(WXYZ) — Michigan State University's Veterinary Diagnostic Laboratory has detected a highly pathogenic avian influenza (HPAI) in a non-commercial backyard poultry flock from Livingston County.
HPAI is a highly contagious virus that can be spread from flock to flock through wild birds, being in close contact with infected poultry, touching equipment, and more.
To protect other flocks in Michigan, the lab says the Livingston Country flock is being placed under quarantine, and the birds have been depopulated to prevent any further spread.
This flock contained around 20 birds of multiple species.
"As we continue to respond to HPAI in Michigan, we are strongly encouraging all flock owners to take steps to better protect their poultry and help reduce the spread of this disease. Now is the time for action," state veterinarian Dr. Nora Wineland said. “Taking every step possible to keep wild birds and the germs they could be carrying away from domestic birds will help to limit the spread and impact of this virus, keeping Michigan’s flocks healthy.”

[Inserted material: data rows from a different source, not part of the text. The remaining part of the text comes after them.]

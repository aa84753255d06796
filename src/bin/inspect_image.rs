// 该文件是 Zhijian （智检） 项目的一部分。
// src/bin/inspect_image.rs - 离线检测单张图片
//
// 本程序遵循 GNU Affero 通用公共许可证（AGPL）许可协议。
// 本程序的发布旨在提供实用价值，但不作任何形式的担保，
// 包括但不限于对适销性或特定用途适用性的默示担保。
// 更多详情请参阅 GNU 通用公共许可证。
//
// Copyright (C) 2026 Johann Li <me@qinka.pro>, ETVP

use std::path::PathBuf;

use anyhow::Result;
use clap::Parser;
use url::Url;

use tracing::info;
use zhijian::{
  FromUrl,
  config::TaskDescriptor,
  input::{CaptureSource, ImageFileInput},
  task::InspectionPipeline,
};

/// 对一张图片执行检测并保存标注结果
#[derive(Parser, Debug)]
#[command(author, version, about, long_about = None)]
pub struct Args {
  /// 任务描述文件（JSON）
  #[arg(long, value_name = "FILE")]
  pub task: PathBuf,
  /// 输入图片，例如 image:///data/20250101_083000.jpg
  #[arg(long, value_name = "SOURCE")]
  pub input: Url,
  /// 结果目录
  #[arg(long, default_value = "results", value_name = "DIR")]
  pub result_dir: PathBuf,
}

fn main() -> Result<()> {
  tracing_subscriber::fmt::init();

  let args = Args::parse();

  info!("任务描述: {}", args.task.display());
  info!("输入来源: {}", args.input);
  info!("结果目录: {}", args.result_dir.display());

  let task = TaskDescriptor::load(&args.task)?;
  let mut input = ImageFileInput::from_url(&args.input)?;
  let mut pipeline = InspectionPipeline::load(task, args.result_dir)?;

  info!("检测任务: {}", pipeline.task().task_name);

  let frame = input.get_frame()?;
  info!("采集时间: {}", frame.captured_at().format("%Y-%m-%d %H:%M:%S"));
  let (inspection, _) = pipeline.inspect(&frame)?;
  for j in &inspection.result.judgements {
    info!(
      "  - {}: {:.2} (阈值 {:.2}) {}",
      j.label,
      j.predict_conf,
      j.pass_threshold,
      if j.passed { "OK" } else { "NG" }
    );
  }
  info!("检测结果: {}", inspection.result.verdict());
  if let Some(path) = inspection.record {
    info!("结果图片: {}", path.display());
  }

  Ok(())
}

Ways to protect the health and vitality of Michigan’s domestic birds:
- Prevent contact between domestic and wild birds by bringing them indoors or ensuring their outdoor area is fully enclosed.
- Wash your hands before and after handling birds as well as when moving between different coops.
- Disinfecting boots and other gear when moving between coops.
- Do not share equipment or other supplies between coops or other farms.
- Cleaning and disinfecting equipment and other supplies between uses. If it cannot be disinfected, discard it.
- Using well or municipal water as drinking water for birds.
- Keep poultry feed secure to ensure there is no contact between the feed/feed ingredients and wild birds or rodents.
The Michigan Department of Agriculture and Rural Development say poultry owners and caretakers should watch for unusual deaths, a drop in egg production, a significant decrease in water consumption, or an increase in sick birds.
If avian influenza is suspected, contact MDARD at 800-292-3939 (daytime) or 517-373-0440 (after-hours).
According to the U.S. Centers for Disease Control and Prevention, these HPAI detections do not present an immediate public health concern.